Il teatro di Casa Savoia. L'incendio del 1936 e il progetto di Morbelli e Morozzo della Rocca. Carlo Mollino. Pregi e difetti dell'impianto del Regio. Organicismo ironico quasi sarcastico.

Il ruolo aulico dell' antico teatro di casa Savoia, modello in questo del S.Carlo, persiste nella centralissima posizione del Regio. A pochi anni di distanza dal S. Carlo, e in questo suo modello, esso nasce come appendice del palazzo della casa regnante. I suoi membri possono recarvisi attraverso una galleria aperta nelle Segreterie. Il nome di "Regio" nasce in verità prima, nel 1681, quando fra i tanti luoghi dove venivano eretti teatri effimeri se ne privilegiò uno, il Salone delle Feste in Palazzo Vecchio.

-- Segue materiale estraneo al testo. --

use std::env;
use std::time::Duration;

use thiserror::Error;

use crate::services::room::RoomSettings;

#[derive(Debug, Error)]
pub enum ConfigError {
    #[error("{name} must be a positive integer, got '{value}'")]
    InvalidNumber { name: &'static str, value: String },
}

/// Server settings read once at startup.
#[derive(Debug, Clone)]
pub struct Config {
    pub database_url: String,
    pub server_address: String,
    pub allowed_origin: String,
    pub room_idle: Duration,
    pub session_buffer: usize,
    /// Display name that always receives draft order 2 when present.
    pub pinned_second_pick: Option<String>,
}

impl Default for Config {
    fn default() -> Self {
        Self {
            database_url: "sqlite://./data/draft.db".into(),
            server_address: "0.0.0.0:3000".into(),
            allowed_origin: "http://localhost:5173".into(),
            room_idle: Duration::from_secs(600),
            session_buffer: 256,
            pinned_second_pick: None,
        }
    }
}

impl Config {
    pub fn from_env() -> Result<Self, ConfigError> {
        Self::from_lookup(|name| env::var(name).ok())
    }

    /// Build from any variable source; unset or empty values take the default.
    pub fn from_lookup<F>(lookup: F) -> Result<Self, ConfigError>
    where
        F: Fn(&str) -> Option<String>,
    {
        let get = |name: &str| lookup(name).filter(|v| !v.trim().is_empty());
        let defaults = Config::default();

        let room_idle = match get("ROOM_IDLE_SECS") {
            Some(value) => Duration::from_secs(positive("ROOM_IDLE_SECS", value)?),
            None => defaults.room_idle,
        };
        let session_buffer = match get("SESSION_BUFFER") {
            Some(value) => positive("SESSION_BUFFER", value)? as usize,
            None => defaults.session_buffer,
        };

        Ok(Config {
            database_url: get("DATABASE_URL").unwrap_or(defaults.database_url),
            server_address: get("SERVER_ADDRESS").unwrap_or(defaults.server_address),
            allowed_origin: get("ALLOWED_ORIGIN").unwrap_or(defaults.allowed_origin),
            room_idle,
            session_buffer,
            pinned_second_pick: get("PINNED_SECOND_PICK"),
        })
    }

    pub fn room_settings(&self) -> RoomSettings {
        RoomSettings {
            idle_timeout: self.room_idle,
            session_buffer: self.session_buffer,
        }
    }
}

fn positive(name: &'static str, value: String) -> Result<u64, ConfigError> {
    match value.trim().parse::<u64>() {
        Ok(n) if n > 0 => Ok(n),
        _ => Err(ConfigError::InvalidNumber { name, value }),
    }
}

#[cfg(test)]
mod tests {
    use super::*;
    use std::collections::HashMap;

    fn from_pairs(pairs: &[(&str, &str)]) -> Result<Config, ConfigError> {
        let vars: HashMap<String, String> = pairs
            .iter()
            .map(|(k, v)| (k.to_string(), v.to_string()))
            .collect();
        Config::from_lookup(|name| vars.get(name).cloned())
    }

    #[test]
    fn defaults_apply_when_unset() {
        let config = from_pairs(&[]).unwrap();
        assert_eq!(config.database_url, "sqlite://./data/draft.db");
        assert_eq!(config.server_address, "0.0.0.0:3000");
        assert_eq!(config.room_idle, Duration::from_secs(600));
        assert_eq!(config.session_buffer, 256);
        assert!(config.pinned_second_pick.is_none());
    }

    #[test]
    fn overrides_are_read() {
        let config = from_pairs(&[
            ("ROOM_IDLE_SECS", "30"),
            ("SESSION_BUFFER", "8"),
            ("PINNED_SECOND_PICK", "kak"),
            ("ALLOWED_ORIGIN", "https://draft.example"),
        ])
        .unwrap();
        assert_eq!(config.room_idle, Duration::from_secs(30));
        assert_eq!(config.room_settings().session_buffer, 8);
        assert_eq!(config.pinned_second_pick.as_deref(), Some("kak"));
        assert_eq!(config.allowed_origin, "https://draft.example");
    }

    #[test]
    fn bad_numbers_are_rejected() {
        let err = from_pairs(&[("SESSION_BUFFER", "lots")]).unwrap_err();
        assert!(err.to_string().contains("SESSION_BUFFER"));
        assert!(from_pairs(&[("ROOM_IDLE_SECS", "0")]).is_err());
    }
}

Fu Carlo Emanuele III ad avvertire l'esigenza di stabilizzare gli spettacoli, a dimostrazione della continuità della fortuna della casa Savoia.

L'architetto di corte Juvarra é da lui incaricato nel 1733 del progetto di un nuovo teatro, non realizzato, ma precedente diretto di quello che verrà costruito nel 1740 e concepito come parte integrante delle strutture dove s'accentrava il potere. Il primo Regio, nel sito attuale, è costruito da Benedetto Alfieri, dopo la partenza di Juvarra per la corte di Spagna. Un gruppo di aristocratici, riunito nella "Società dei Nobili Cavalieri", si accollerà parte delle spese di costruzione. Il conte Nicolis De Robilant si interessa della parte scenotecnica. Il teatro, costruito su una pianta ad ellisse e con volta concava, viene giudicato favorevolmente dai visitatori esteri impegnati nel rituale grand tour in Italia e gode di una notevole fortuna letteraria. "Le plus étudié, le mieux composé, le plus complet qu'on voie en Italie... le plus richement et le plus noblement décoré qu'il y ait dans le genre moderne", così lo definisce J. J. Lalande nel suo Voyage d'un François fait en Italie dans les années 1765-1766. Ammesso nelle tavole dell'Enciclopedia costituirà per decenni uno dei riferimenti di prammatica per la progettazione e la costruzione dei grandi teatri europei. L'ingresso principale, attraverso i portici della piazza, ispirerà l'ingresso al coperto della Scala. Gli accessi per i "Domestici e la Gente ordinaria" sono differenziati da quelli dei frequentatori dei palchi. Vicino ad una sala con funzioni di foyer si trovano ambienti per il gioco e botteghe per rinfreschi.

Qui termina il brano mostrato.